//! HTTP dispatcher for the Glassix REST API.
//!
//! `GlassixClient` owns the transport, the credentials and the token cache.
//! Every resource client funnels through [`GlassixClient::send`], which
//! attaches the bearer token and custom headers, serializes the body,
//! executes the call and decodes the response into the requested shape.
//!
//! # Response shapes
//!
//! The expected response is selected by a type implementing
//! [`FromResponse`]:
//!
//! - [`NoContent`]: any successful response, body ignored
//! - [`RawText`]: `text/html` bodies as-is, otherwise a JSON string
//! - [`RawBytes`]: `application/pdf` bodies as-is, otherwise a base64 JSON string
//! - [`Json<T>`]: JSON deserialized into `T`, field names matched
//!   case-insensitively
//!
//! # Security
//!
//! The API secret and bearer tokens are never logged. Error messages built
//! from response bodies are sanitized before they are returned.

use std::sync::Arc;
use std::time::Duration;

use base64::Engine;
use reqwest::header::{HeaderMap, HeaderName, HeaderValue, ACCEPT, CONTENT_TYPE};
use reqwest::{Client, Method, StatusCode};
use serde::de::DeserializeOwned;

use crate::auth::TokenCache;
use crate::config::Credentials;
use crate::decode;
use crate::error::{GlassixError, Result};
use crate::models::{TokenRequest, TokenResponse};

/// Decodes a successful response body into a typed value.
pub trait FromResponse: Sized {
    /// Builds the value from the response media type and raw body.
    ///
    /// # Errors
    ///
    /// Returns `GlassixError::Serialization` or `GlassixError::Decode` if
    /// the body does not have the expected shape.
    fn from_response(content_type: Option<&str>, body: &[u8]) -> Result<Self>;
}

/// Marker for endpoints whose response body is irrelevant.
#[derive(Debug, Clone, Copy, PartialEq, Eq, Default)]
pub struct NoContent;

impl FromResponse for NoContent {
    fn from_response(_content_type: Option<&str>, _body: &[u8]) -> Result<Self> {
        Ok(NoContent)
    }
}

/// Response body returned verbatim when the server sends HTML.
#[derive(Debug, Clone, PartialEq, Eq)]
pub struct RawText(pub String);

impl FromResponse for RawText {
    fn from_response(content_type: Option<&str>, body: &[u8]) -> Result<Self> {
        if is_media_type(content_type, "text/html") {
            return Ok(RawText(String::from_utf8_lossy(body).into_owned()));
        }
        let text: String = serde_json::from_slice(body)?;
        Ok(RawText(text))
    }
}

/// Response body returned verbatim when the server sends a PDF.
#[derive(Debug, Clone, PartialEq, Eq)]
pub struct RawBytes(pub Vec<u8>);

impl FromResponse for RawBytes {
    fn from_response(content_type: Option<&str>, body: &[u8]) -> Result<Self> {
        if is_media_type(content_type, "application/pdf") {
            return Ok(RawBytes(body.to_vec()));
        }
        // Byte arrays otherwise travel as base64 JSON strings.
        let encoded: String = serde_json::from_slice(body)?;
        base64::engine::general_purpose::STANDARD
            .decode(encoded.as_bytes())
            .map(RawBytes)
            .map_err(|e| GlassixError::Decode(format!("invalid base64 payload: {}", e)))
    }
}

/// JSON response deserialized into `T`. Struct field names are matched
/// without regard to case.
#[derive(Debug, Clone, PartialEq)]
pub struct Json<T>(pub T);

impl<T: DeserializeOwned> FromResponse for Json<T> {
    fn from_response(_content_type: Option<&str>, body: &[u8]) -> Result<Self> {
        Ok(Json(decode::from_slice(body)?))
    }
}

/// Compares the essence of a `Content-Type` value, ignoring parameters.
fn is_media_type(content_type: Option<&str>, expected: &str) -> bool {
    content_type
        .and_then(|ct| ct.split(';').next())
        .is_some_and(|essence| essence.trim().eq_ignore_ascii_case(expected))
}

/// Client for the Glassix API.
///
/// Cloning is cheap: clones share the connection pool, the credentials and
/// the token cache.
///
/// # Example
///
/// ```ignore
/// let credentials = Credentials::from_env()?;
/// let client = GlassixClient::new(credentials)?;
///
/// let ticket = client.tickets().get(1234).await?;
/// ```
#[derive(Clone)]
pub struct GlassixClient {
    /// The underlying HTTP client (cloning is cheap).
    http: Client,

    /// Validated credentials.
    /// SECURITY: the API secret inside must never be logged.
    credentials: Arc<Credentials>,

    /// Base URL, e.g. `https://acme.glassix.com/api/v1.2`.
    base_url: Arc<str>,

    /// Extra headers sent with every request.
    headers: HeaderMap,

    /// Bearer tokens per credential identity.
    tokens: Arc<TokenCache>,
}

impl GlassixClient {
    /// Creates a client for the given credentials.
    ///
    /// The transport uses the credential timeout and sends
    /// `Accept: application/json` by default.
    ///
    /// # Errors
    ///
    /// Returns `GlassixError::HttpClient` if the HTTP client fails to initialize.
    pub fn new(credentials: Credentials) -> Result<Self> {
        let mut default_headers = HeaderMap::new();
        default_headers.insert(ACCEPT, HeaderValue::from_static("application/json"));

        let http = Client::builder()
            .timeout(Duration::from_secs(credentials.timeout_secs()))
            .default_headers(default_headers)
            .build()
            .map_err(GlassixError::HttpClient)?;

        let base_url: Arc<str> = Arc::from(credentials.base_url());

        Ok(Self {
            http,
            credentials: Arc::new(credentials),
            base_url,
            headers: HeaderMap::new(),
            tokens: Arc::new(TokenCache::new()),
        })
    }

    /// Adds headers sent with every request.
    ///
    /// Entries with an empty name or value are skipped; entries that are not
    /// valid HTTP header names or values are skipped with a warning.
    pub fn with_headers<I, K, V>(mut self, headers: I) -> Self
    where
        I: IntoIterator<Item = (K, V)>,
        K: AsRef<str>,
        V: AsRef<str>,
    {
        for (key, value) in headers {
            let (key, value) = (key.as_ref(), value.as_ref());
            if key.is_empty() || value.is_empty() {
                continue;
            }
            let name = match HeaderName::from_bytes(key.as_bytes()) {
                Ok(name) => name,
                Err(_) => {
                    tracing::warn!(header = %key, "Skipping invalid custom header name");
                    continue;
                }
            };
            match HeaderValue::from_str(value) {
                Ok(value) => {
                    self.headers.insert(name, value);
                }
                Err(_) => {
                    tracing::warn!(header = %key, "Skipping custom header with invalid value");
                }
            }
        }
        self
    }

    /// Uses a shared token cache instead of the client's own.
    pub fn with_token_cache(mut self, tokens: Arc<TokenCache>) -> Self {
        self.tokens = tokens;
        self
    }

    /// Overrides the API base URL (proxies, test servers).
    pub fn with_base_url(mut self, base_url: impl AsRef<str>) -> Self {
        self.base_url = Arc::from(base_url.as_ref().trim_end_matches('/'));
        self
    }

    /// Credentials this client authenticates with.
    pub fn credentials(&self) -> &Credentials {
        &self.credentials
    }

    /// Base URL requests are sent to.
    pub fn base_url(&self) -> &str {
        &self.base_url
    }

    /// Obtains a bearer token now, fetching one if none is cached.
    ///
    /// # Errors
    ///
    /// Returns `GlassixError::Authentication` if no token could be obtained.
    pub async fn authenticate(&self) -> Result<()> {
        self.access_token().await.map(|_| ())
    }

    /// Returns a valid bearer token from the cache or the token endpoint.
    async fn access_token(&self) -> Result<String> {
        let key = self.credentials.token_key();
        self.tokens.get_token(&key, || self.fetch_token()).await
    }

    /// Calls `POST /token/get`.
    async fn fetch_token(&self) -> Result<TokenResponse> {
        let body = serde_json::to_value(TokenRequest {
            api_key: self.credentials.api_key().to_string(),
            api_secret: self.credentials.api_secret(),
            user_name: self.credentials.user_name(),
        })?;
        let (content_type, bytes) = self
            .execute(Method::POST, "/token/get", Some(body), None)
            .await?;
        let Json(response) = Json::<TokenResponse>::from_response(content_type.as_deref(), &bytes)?;
        Ok(response)
    }

    /// Executes one API call and decodes the response as `R`.
    ///
    /// # Arguments
    ///
    /// * `method` - HTTP method
    /// * `path` - Path below the base URL (e.g. `/tickets/get/1`), or an absolute URL
    /// * `body` - Optional JSON body
    /// * `requires_auth` - Whether to attach a bearer token
    ///
    /// # Errors
    ///
    /// - `Authentication` if a token was required and could not be obtained
    /// - `Transport` / `Timeout` on network failure
    /// - `Api` on a non-success status
    /// - `Serialization` / `Decode` if the body does not match `R`
    pub async fn send<R: FromResponse>(
        &self,
        method: Method,
        path: &str,
        body: Option<serde_json::Value>,
        requires_auth: bool,
    ) -> Result<R> {
        let token = if requires_auth {
            Some(self.access_token().await?)
        } else {
            None
        };

        let (content_type, bytes) = self.execute(method, path, body, token.as_deref()).await?;
        R::from_response(content_type.as_deref(), &bytes)
    }

    /// Makes an authenticated GET request.
    pub async fn get<R: FromResponse>(&self, path: &str) -> Result<R> {
        self.send(Method::GET, path, None, true).await
    }

    /// Makes an authenticated POST request.
    pub async fn post<R: FromResponse>(
        &self,
        path: &str,
        body: Option<serde_json::Value>,
    ) -> Result<R> {
        self.send(Method::POST, path, body, true).await
    }

    /// Makes an authenticated PUT request.
    pub async fn put<R: FromResponse>(
        &self,
        path: &str,
        body: Option<serde_json::Value>,
    ) -> Result<R> {
        self.send(Method::PUT, path, body, true).await
    }

    /// Makes an authenticated DELETE request.
    pub async fn delete<R: FromResponse>(&self, path: &str) -> Result<R> {
        self.send(Method::DELETE, path, None, true).await
    }

    /// Sends the request and returns the content type and raw body of a
    /// successful response.
    async fn execute(
        &self,
        method: Method,
        path: &str,
        body: Option<serde_json::Value>,
        bearer: Option<&str>,
    ) -> Result<(Option<String>, Vec<u8>)> {
        let url = self.url(path);

        tracing::debug!(
            method = %method,
            path = %path,
            authenticated = bearer.is_some(),
            "Making Glassix API request"
        );

        let mut req = self
            .http
            .request(method.clone(), &url)
            .headers(self.headers.clone());

        if let Some(token) = bearer {
            req = req.bearer_auth(token);
        }
        if let Some(body) = body {
            req = req.json(&body);
        }

        let response = req
            .send()
            .await
            .map_err(|e| self.transport_error(e, &method, path))?;
        let status = response.status();

        if !status.is_success() {
            return Err(self.handle_http_error(status, response).await);
        }

        let content_type = response
            .headers()
            .get(CONTENT_TYPE)
            .and_then(|v| v.to_str().ok())
            .map(str::to_string);

        let bytes = response
            .bytes()
            .await
            .map_err(|e| self.transport_error(e, &method, path))?;

        tracing::trace!(status = %status, len = bytes.len(), "Glassix API response");

        Ok((content_type, bytes.to_vec()))
    }

    fn url(&self, path: &str) -> String {
        if path.starts_with("https://") || path.starts_with("http://") {
            path.to_string()
        } else {
            format!("{}{}", self.base_url, path)
        }
    }

    fn transport_error(&self, error: reqwest::Error, method: &Method, path: &str) -> GlassixError {
        if error.is_timeout() {
            return GlassixError::timeout(
                Duration::from_secs(self.credentials.timeout_secs()),
                format!("{} {}", method, path),
            );
        }
        GlassixError::Transport(error.without_url())
    }

    /// Converts a non-success response into `GlassixError::Api`.
    ///
    /// The message is the response body, or the reason phrase when the body
    /// is empty.
    async fn handle_http_error(&self, status: StatusCode, response: reqwest::Response) -> GlassixError {
        let body = response.text().await.unwrap_or_default();
        let body = GlassixError::sanitize_message(&body, self.credentials.api_secret());

        let message = if body.trim().is_empty() {
            status
                .canonical_reason()
                .unwrap_or("Unknown status")
                .to_string()
        } else {
            body
        };

        if status == StatusCode::UNAUTHORIZED || status == StatusCode::FORBIDDEN {
            tracing::warn!(status = %status, "Glassix API rejected credentials");
        } else {
            tracing::debug!(status = %status, "Glassix API returned an error status");
        }

        GlassixError::Api {
            status: status.as_u16(),
            message,
        }
    }
}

## [TASK TO CARRY OUT]
In the data above, find the line with "attaches the bearer" and the line with "a base64 JSON string". Retype both, plus every line between them, exactly.

## [ANSWER BOX]
//! attaches the bearer token and custom headers, serializes the body,
//! executes the call and decodes the response into the requested shape.
//!
//! # Response shapes
//!
//! The expected response is selected by a type implementing
//! [`FromResponse`]:
//!
//! - [`NoContent`]: any successful response, body ignored
//! - [`RawText`]: `text/html` bodies as-is, otherwise a JSON string
//! - [`RawBytes`]: `application/pdf` bodies as-is, otherwise a base64 JSON string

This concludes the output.